GSBS Dissertations and Theses

Publication Date


Document Type

Doctoral Dissertation

Academic Program

Interdisciplinary Graduate Program



First Thesis Advisor

Miguel Sena-Esteves, Ph.D.


Genetic Therapy, Genetic Vectors, Huntington Disease, Central Nervous System Diseases, Dependovirus


Dissertations, UMMS; Genetic Therapy; Genetic Vectors; Huntington Disease; Central Nervous System Diseases; Dependovirus


Neurological disorders – disorders of the brain, spine and associated nerves – are a leading contributor to global disease burden with a sizable economic cost. Adeno-associated viral (AAV) vectors have emerged as an effective platform for CNS gene therapy and have shown early promise in clinical trials. These trials involve direct infusion into brain parenchyma, an approach that may be suboptimal for treatment of neurodegenerative disorders, which often involve more than a single structure in the CNS. However, overall neuronal transduction efficiency of vectors derived from naturally occurring AAV capsids after systemic administration is relatively low. We have developed novel capsids AAV-AS and AAV-B1 that lead to widespread gene delivery throughout the brain and spinal cord, particularly to neuronal populations.
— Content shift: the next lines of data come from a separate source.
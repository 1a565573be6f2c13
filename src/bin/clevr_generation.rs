/*
generation shortcut in .cargo/config.toml !

cargo generate-clevr \
    --clevr-dir  data/CLEVR_v1.0 \
    --out-file   output/clevr_generations.jsonl \
    --model-dir  checkpoints \
    -m mblm-clevr-1d -m mblm-clevr-2d \
    -n 20
*/

use anyhow::{Context, Result};
use clap::Parser;
use log::{info, LevelFilter};
use std::path::PathBuf;

use clevr_generation::categories::{family, CategorySet};
use clevr_generation::dataset::ClevrDataset;
use clevr_generation::generation::run_model;
use clevr_generation::logging;
use clevr_generation::model::RemoteModel;
use clevr_generation::sampler::sample_by_question_type;

// CLI
#[derive(Parser, Debug)]
#[command(version, about = "Sample CLEVR questions per question type, let each model answer and log the generations as JSONL.")]
struct Cli {
    // CLEVR root (questions/ and images/)
    #[arg(long)]
    clevr_dir: PathBuf,

    // JSONL output, appended to
    #[arg(long = "out-file")]
    output_file: PathBuf,

    // Checkpoint directory the inference server loads models from
    #[arg(long)]
    model_dir: PathBuf,

    // Model ids, evaluated one after another
    #[arg(short = 'm', required = true)]
    model_id: Vec<String>,

    // Samples per question type
    #[arg(short = 'n', value_parser = clap::value_parser!(u32).range(1..))]
    num_samples_per_question: u32,

    // CLEVR has no labelled test set
    #[arg(long, default_value = "val")]
    split: String,

    #[arg(long, default_value_t = 1.0)]
    temperature: f32,

    // Shuffle seed of the sampler
    #[arg(long, default_value_t = 8)]
    seed: u64,

    // Override the question types to stratify over (comma separated)
    #[arg(long, value_delimiter = ',')]
    question_types: Option<Vec<String>>,

    #[arg(long, default_value = "cuda")]
    device: String,

    // Inference server base URL
    #[arg(long, default_value = "http://127.0.0.1:8000")]
    endpoint: String,

    #[arg(long, default_value = "logs")]
    log_dir: PathBuf,

    // Level of the log file (error, warn, info, debug, trace); debug adds one line per sample
    #[arg(long, default_value = "info")]
    log_level: LevelFilter,
}

#[tokio::main(flavor = "current_thread")]
async fn main() -> Result<()> {
    let cli = Cli::parse();

    let log_path = logging::init(&cli.log_dir, "clevr_generation", cli.log_level)?;
    info!("run started -> {cli:?}");

    let categories = match &cli.question_types {
        Some(labels) => CategorySet::new(labels.iter().cloned())?,
        None => CategorySet::clevr(),
    };
    info!(
        "{} question types: {}",
        categories.len(),
        categories
            .iter()
            .map(|q| format!("{q} ({})", family(q)))
            .collect::<Vec<_>>()
            .join(", ")
    );
    let quota = cli.num_samples_per_question as usize;

    for model_id in &cli.model_id {
        println!("Model {model_id}");
        let (model, config) = RemoteModel::load(&cli.endpoint, model_id, &cli.model_dir, &cli.device).await?;

        let clevr = ClevrDataset::open(&cli.clevr_dir, &cli.split, config.input_seq_len)
            .with_context(|| format!("opening CLEVR {} split", cli.split))?;
        info!("{}: {} questions in split {}", model.model_id(), clevr.len(), cli.split);

        let sample_idxs = sample_by_question_type(clevr.iter(Some(cli.seed)), &categories, quota)?;

        run_model(
            &model,
            model_id,
            &clevr,
            &sample_idxs,
            cli.temperature,
            &cli.output_file,
        )
        .await?;
    }

    println!("done - log {}", log_path.display());
    Ok(())
}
Both transduce the adult mouse brain >10-fold more efficiently than the clinical gold standard AAV9 upon intravascular infusion, with gene transfer to multiple neuronal sub-populations. These vectors are also capable of neuronal transduction in a normal cat. We have demonstrated the efficacy of AAV-AS in the context of Huntington's disease by knocking down huntingtin mRNA 33-50% after a single intravenous injection, which is better than what can be achieved by AAV9 at the particular dose. AAVB1 additionally transduces muscle, beta cells, pulmonary alveoli and retinal vasculature at high efficiency, and has reduced sensitivity to neutralizing antibodies in human sera. Generation of this vector toolbox represents a major step towards gaining genetic access to the entire CNS, and provides a platform to develop new gene therapies for neurodegenerative disorders.